Not the best light for taking photos, but here's some progress from this morning


----------



## jaydee (May 10, 2012)

I'm amazed that you can get that effect with pencils, the eyes are lovely.
I was always impressed by Katey's pastel work and recently decided to have a go at that using some that my son bought when he was at college doing his foundation year and I'm finding it so hard to get used to them.

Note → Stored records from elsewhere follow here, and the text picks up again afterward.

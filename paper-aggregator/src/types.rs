use chrono::{DateTime, Utc};
use serde::{Deserialize, Serialize};
use std::fmt;
use std::time::Duration;
// Downstream hand-off types
pub use interfaces::defs::{DigestModel, DigestOutput, DigestPreferences, DigestSelectedItem, InputItem};

/// Raw, source-specific payload kept on every record for enrichment.
pub type RawPayload = serde_json::Value;

/// Name of a configured source (e.g. `arxiv`, `hf_daily`).
#[derive(Debug, Clone, Default, PartialEq, Eq, Hash, PartialOrd, Ord, Serialize, Deserialize)]
#[serde(transparent)]
pub struct SourceId(String);

impl SourceId {
    pub fn new(id: impl Into<String>) -> Self {
        Self(id.into())
    }

    pub fn as_str(&self) -> &str {
        &self.0
    }
}

impl fmt::Display for SourceId {
    fn fmt(&self, f: &mut fmt::Formatter<'_>) -> fmt::Result {
        f.write_str(&self.0)
    }
}

impl From<&str> for SourceId {
    fn from(id: &str) -> Self {
        Self::new(id)
    }
}

/// Identity of a record within one run: `(source, native id)`.
#[derive(Debug, Clone, PartialEq, Eq, Hash, PartialOrd, Ord, Serialize, Deserialize)]
pub struct RecordKey {
    pub source: SourceId,
    pub native_id: String,
}

impl RecordKey {
    pub fn new(source: impl Into<SourceId>, native_id: impl Into<String>) -> Self {
        Self {
            source: source.into(),
            native_id: native_id.into(),
        }
    }
}

impl fmt::Display for RecordKey {
    fn fmt(&self, f: &mut fmt::Formatter<'_>) -> fmt::Result {
        write!(f, "{}:{}", self.source, self.native_id)
    }
}

/// Explicit pointer from a record to the same paper in another source.
#[derive(Debug, Clone, PartialEq, Eq, Serialize, Deserialize)]
pub struct CrossReference {
    pub source: SourceId,
    pub native_id: String,
}

impl CrossReference {
    pub fn key(&self) -> RecordKey {
        RecordKey::new(self.source.clone(), self.native_id.clone())
    }
}

/// Normalized paper metadata, uniform across sources.
#[derive(Debug, Clone, Serialize, Deserialize)]
pub struct PaperRecord {
    pub source: SourceId,
    pub native_id: String,
    pub title: String,
    /// Ordered, never empty.
    pub authors: Vec<String>,
    pub abstract_text: String,
    pub published: DateTime<Utc>,
    pub updated: Option<DateTime<Utc>>,
    pub primary_category: Option<String>,
    pub tags: Vec<String>,
    /// Upvotes or similar; absent for sources without one.
    pub popularity: Option<u64>,
    pub cross_reference: Option<CrossReference>,
    pub pdf_url: Option<String>,
    pub landing_url: Option<String>,
    pub comment_count: Option<u64>,
    pub github_repo: Option<String>,
    pub github_stars: Option<u64>,
    pub thumbnail_url: Option<String>,
    pub raw: RawPayload,
}

impl PaperRecord {
    pub fn key(&self) -> RecordKey {
        RecordKey::new(self.source.clone(), self.native_id.clone())
    }

    pub fn has_tag(&self, tag: &str) -> bool {
        self.tags.iter().any(|t| t == tag)
    }
}

impl From<&PaperRecord> for InputItem {
    fn from(record: &PaperRecord) -> Self {
        let text = format!(
            "{}\n\nAuthors: {}\n\nCategories: {}\n\nAbstract: {}",
            record.title,
            record.authors.join(", "),
            record.tags.join(", "),
            record.abstract_text
        );

        Self {
            uri: record.landing_url.clone().unwrap_or_else(|| record.key().to_string()),
            live_source_uri: record.source.to_string(),
            text,
        }
    }
}

#[derive(Debug, thiserror::Error)]
pub enum PipelineError {
    #[error("Malformed record from {source_id}: {reason}")]
    MalformedRecord { source_id: SourceId, reason: String },

    #[error("Source {source_id} unavailable: {reason}")]
    SourceUnavailable { source_id: SourceId, reason: String },

    #[error("Scoring unavailable for {key}: {reason}")]
    ScoringUnavailable { key: RecordKey, reason: String },

    #[error("Invalid configuration: {0}")]
    ConfigurationInvalid(String),

    #[error("HTTP error: {0}")]
    Http(#[from] reqwest::Error),

    #[error("Transport error: {0}")]
    Transport(String),

    #[error("Parse error: {0}")]
    Parse(String),

    #[error("Invalid URL: {0}")]
    InvalidUrl(#[from] url::ParseError),

    #[error("Timed out after {0:?}")]
    Timeout(Duration),

    #[error("IO error: {0}")]
    Io(#[from] std::io::Error),

    #[error("Serialization error: {0}")]
    Serialization(#[from] serde_json::Error),
}

impl PipelineError {
    pub fn malformed(source_id: &SourceId, reason: impl Into<String>) -> Self {
        Self::MalformedRecord {
            source_id: source_id.clone(),
            reason: reason.into(),
        }
    }

    pub fn unavailable(source_id: &SourceId, reason: impl Into<String>) -> Self {
        Self::SourceUnavailable {
            source_id: source_id.clone(),
            reason: reason.into(),
        }
    }

    pub fn invalid_config(reason: impl Into<String>) -> Self {
        Self::ConfigurationInvalid(reason.into())
    }
}

pub type Result<T> = std::result::Result<T, PipelineError>;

Maybe I should dig out his pencils instead!!!


----------



## lilruffian (Jun 28, 2010)

I dabbled in pastels a bit as well but I much prefer pencils in that they are not nearly as messy, they don't smudge as easily and you do not have to spray an fixative on afterwards


----------



## lilruffian (Jun 28, 2010)

Got a bit more finished...


----------



## lilruffian (Jun 28, 2010)

Aaand here he is!


----------



## Golden Horse (Feb 20, 2010)

That cat is gorgeous


----------



## jaydee (May 10, 2012)

I'm starting to wish I hadn't looked at your work!!!


----------



## tinyliny (Oct 31, 2009)

is the cat IN a frame, or some kind of photo display process that allows you to create a border around it that "looks like" a frame?


----------



## q horse (Mar 7, 2009)

The cat is beautiful. You are very talented!


----------



## Bondre (Jun 14, 2013)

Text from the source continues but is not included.